Bild: Auf in den Kunterbunt-Chat! Doch sind das wirklich nur Kinder, die sich d…
taz: Frau von Weiler, welche Altersgruppe ist am stärksten gefährdet und
wieso?
Julia von Weiler: Am meisten gefährdet sind Kinder und Jugendliche zwischen
10 und 15 Jahren. Sie fangen an, sich selbstverständlich in Chatrooms und
sozialen Netzwerken zu bewegen. Die Frage, wie sie sich schützen können,
stellt sich ihnen zunächst nicht.
Mag sein, aber die Kids lernen auch bald die Privatheitsregeln des Netz
kennen.
Ja, über die Privatsphären-Einstellungen können sie bestimmen, wer von den
Besuchern was sehen darf. Gleichzeitig haben sie aber so viele
Onlinekontakte - 144 im Schnitt -, dass sie oft schnell den Überblick
verlieren. Wenn allein "Freunde und Freunde meiner Freunde" Fotos sehen
können, multipliziert sich das bei 144 Freunden im Durchschnitt auf über
20.000. Das überblickt keiner mehr.
Gut, was hat das mit den Pädophilen im Netz zu tun?
Mögliche Täter und Täterinnen erfahren über diese Profile sehr schnell sehr
viel über die Jugendlichen. Sie können so gezielt auf ihre Interessen
eingehen, der erste Schritt wird ihnen so leicht gemacht.

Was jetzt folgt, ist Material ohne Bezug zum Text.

use crate::capability::{CapabilityProfile, FixedRateError};
use crate::chain::{RetryChain, RetryStep};
use crate::completion::Completion;
use crate::descriptor::{Bandwidth, FormatClass, Preamble, RateDescriptor};
use crate::estimator::{AggregateLength, Probability};
use crate::guard::CriticalSectionGuard;
use crate::policy::{PolicyEntry, PolicySet};
use crate::sample::{RETRY_REQUESTED, RateSample, SampleTable, Throughputs};
use crate::telemetry::{RateEvent, RateEventKind, RateEventPayload, RateInstant, StationEvents};
use crate::trial::{TrialContext, TrialState, TrialStatus};
use crate::tuning::{
    AMSDU_SUBFRAME_LEN, EVALUATION_PERIOD, MAX_RETRIES_PER_STEP, MAX_SAMPLES, MAX_SW_RETRY_STEP,
    POLICY_RETRY_LIMIT, RETRY_STEPS,
};

/// Broken internal invariant, detected by [`StationRateState::check_invariants`].
#[derive(Copy, Clone, Debug, Eq, PartialEq)]
pub enum InvariantViolation {
    EmptyTable,
    /// Entry 0 is not the station's lowest descriptor.
    LowestMoved,
    /// A retry step points outside the table or step 3 left entry 0.
    StepOutOfRange,
    RetryStepOutOfRange(u8),
    DuplicateDescriptor,
    SuccessesExceedAttempts(usize),
}

impl fmt::Display for InvariantViolation {
    fn fmt(&self, f: &mut fmt::Formatter<'_>) -> fmt::Result {
        match self {
            InvariantViolation::EmptyTable => f.write_str("sample table is empty"),
            InvariantViolation::LowestMoved => f.write_str("entry 0 is not the lowest rate"),
            InvariantViolation::StepOutOfRange => f.write_str("retry step outside sample table"),
            InvariantViolation::RetryStepOutOfRange(step) => {
                write!(f, "software retry step {step} out of range")
            }
            InvariantViolation::DuplicateDescriptor => f.write_str("duplicate descriptor"),
            InvariantViolation::SuccessesExceedAttempts(index) => {
                write!(f, "entry {index} has more successes than attempts")
            }
        }
    }
}

/// Result of one [`StationRateState::evaluate`] call.
#[derive(Clone, Debug, Default)]
pub struct Evaluation {
    /// Retry chain step the next aggregate starts at.
    pub retry_step: u8,
    /// A new policy table must be published.
    pub policy_changed: bool,
    pub events: StationEvents,
}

Was bringt Jugendliche dazu, mit deutlich Älteren zu chatten und dabei
intime Details auszutauschen?
Täter oder Täterinnen können auch online eine Beziehung aufbauen. Sie
interessieren sich für alles, was Jugendliche beschäftigt. Sie geben sich
als jugendlich aus, machen sich vielleicht ein wenig jünger, verschweigen,
dass sie verheiratet sind und Kinder haben. Oder sie sagen, sie seien in
ihrem Beruf sehr erfolgreich. Mit der Zeit werden sie ein wichtiger
Ansprechpartner - und das nutzen sie dann, um nach und nach über sexuelle
Dinge ins Gespräch zu kommen. Von da ist es nur noch ein Schritt zu
sexuellen Handlungen.
Die Täter begegnen den Jugendlichen auf Augenhöhe?
Ja, und genau das ist so gemein. Denn wir alle wünschen uns doch Menschen,
die sich für uns interessieren und denen wir vertrauen können.

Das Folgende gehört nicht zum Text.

//! Algorithm constants.
//!
//! Probabilities are 16.16 fixed point unless noted; durations are in
//! microseconds.

use core::time::Duration;

/// Maximum number of entries in a station's sample table.
pub const MAX_SAMPLES: usize = 10;

/// Number of steps in a retry chain (and entries in a policy table).
pub const RETRY_STEPS: usize = 4;

/// Hardware attempts made at each retry-chain step before moving on.
pub const MAX_RETRIES_PER_STEP: u32 = 2;

/// Fixed-point shift used for probabilities and average aggregate lengths.
pub const FRACTION_SHIFT: u32 = 16;

/// EWMA weight given to the previous value, out of [`EWMA_DIVISOR`].
pub const EWMA_WEIGHT: u32 = 96;

/// EWMA divisor.
pub const EWMA_DIVISOR: u32 = 128;

/// Interval between two full statistics evaluations.
pub const EVALUATION_PERIOD: Duration = Duration::from_millis(100);

/// Completions to wait before the first trial after association.
pub const INITIAL_TRIAL_WAIT: u16 = 5;

/// Trial period for legacy stations; halved when the best rate's
/// probability is outside 10%..=95%.
pub const LEGACY_TRIAL_PERIOD: u16 = 10;

/// Trial period base for HT/VHT stations, extended by twice the average
/// aggregate length.
pub const AGGREGATE_TRIAL_BASE: u16 = 16;

/// Skip count under which a slower legacy candidate is sampled indirectly.
pub const LEGACY_SKIP_LIMIT: u8 = 20;

/// Skip count a slow HT/VHT candidate with known statistics must reach
/// before it may be sampled.
pub const OBSERVED_SKIP_LIMIT: u8 = 32;

/// Slow candidates accepted per evaluation period.
pub const SLOW_SAMPLE_ALLOWANCE: u8 = 2;

/// Saturation value of the slow-candidate counter.
pub const SLOW_SAMPLE_CAP: u8 = 15;

/// Retry requests under which an HT/VHT candidate is sampled indirectly.
pub const INDIRECT_RETRY_LIMIT: u8 = 10;

/// Skip count above which a table entry becomes a replacement candidate.
pub const REPLACEMENT_SKIP_THRESHOLD: u8 = 10;

/// Number of exploration candidates generated per replacement pass.
pub const EXPLORATION_CANDIDATES: usize = MAX_SAMPLES - RETRY_STEPS;

/// Highest value of the software retry step cursor.
pub const MAX_SW_RETRY_STEP: u8 = 2;

/// Per-frame overhead (ACK, IFS, backoff) added to non-CCK durations, in ns.
pub const FRAME_OVERHEAD_NS: u32 = 218_000;

/// Bytes budgeted per A-MSDU sub-frame.
pub const AMSDU_SUBFRAME_LEN: u16 = 1550;

/// Random draws attempted per slot when seeding before falling back to a
/// deterministic sweep of the capability.
pub const SEED_RANDOM_ATTEMPTS: u16 = 64;

/// Retry limit written into every policy-table entry.
pub const POLICY_RETRY_LIMIT: u8 = 2;

/// Retry limit for broadcast/multicast policy entries.
pub const BROADCAST_RETRY_LIMIT: u8 = 1;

Welche Chatforen sind am gefährlichsten?
Nach wie vor wird uns viel über [1][Knuddels.de] berichtet. Im Prinzip
sollte man schauen, ob in den Chats genügend Moderatoren als
Ansprechpartner vorhanden sind. Und ob es dort so etwas wie einen
"Alarmbutton" gibt, über den man sich - wenn man in Not geraten ist - Hilfe
holen kann.
Was sollen Jugendliche beim Chatten im Internet beachten?
Sie sollten ihrem Gefühl vertrauen. Wichtig ist, sich nicht zu Dingen
verleiten zu lassen, bei denen sie sich unwohl fühlen. Sie müssen sich
klarmachen, dass im Netz alles wahr sein kann - oder auch nicht. Das ist
für uns alle schwer. Im Netz können wir leichter lügen und unsere Rolle
verlassen. "Im Netz kann ich all das sein, was ich nicht bin: cool, schön,
schlagfertig, sexy", sagte mal eine Jugendliche zu mir. Das gilt auch für
das Gegenüber.
Was können Eltern tun, um ihre Kinder zu schützen?
Eltern müssen ihre Kinder aufklären. Vage Umschreibungen sind keine Hilfe.
Kinder müssen außerdem wissen, dass es in Ordnung ist, darüber zu sprechen.
Sie müssen darauf setzen können, dass Erwachsene ihnen helfen, wenn sie
sich anvertrauen. Bis zu 90 Prozent aller sexualisierten Übergriffe finden
im sozialen Umfeld des Kindes statt - da gehören der Chatroom oder das
soziale Netzwerk längst dazu. Hier haben Täter und Täterinnen direkten
Zugriff auf das Kind.
Wie sollen Eltern reagieren, wenn ihre Kinder Opfer eines sexuellen
Übergriffs werden?
Eltern sollten Ruhe bewahren, so schwer das sein mag. Sie sollten den
Jugendlichen zuhören. Es wäre ganz falsch, ihnen im ersten Schreck die
Schuld zu geben. Wir müssen in diesem Moment für Kinder und Jugendliche da
sein. Eltern sollten zugleich aber auch begreifen, wie schamvoll das alles
für die Jugendlichen ist. Wenn die Vermutung besteht, dass ein Kind sexuell
missbraucht wird, hilft die Infoline N.I.N.A. Oder andere Nottelefone wie
"Sprechen hilft!".
Was können Opfer tun, welche Anlaufstellen gibt es?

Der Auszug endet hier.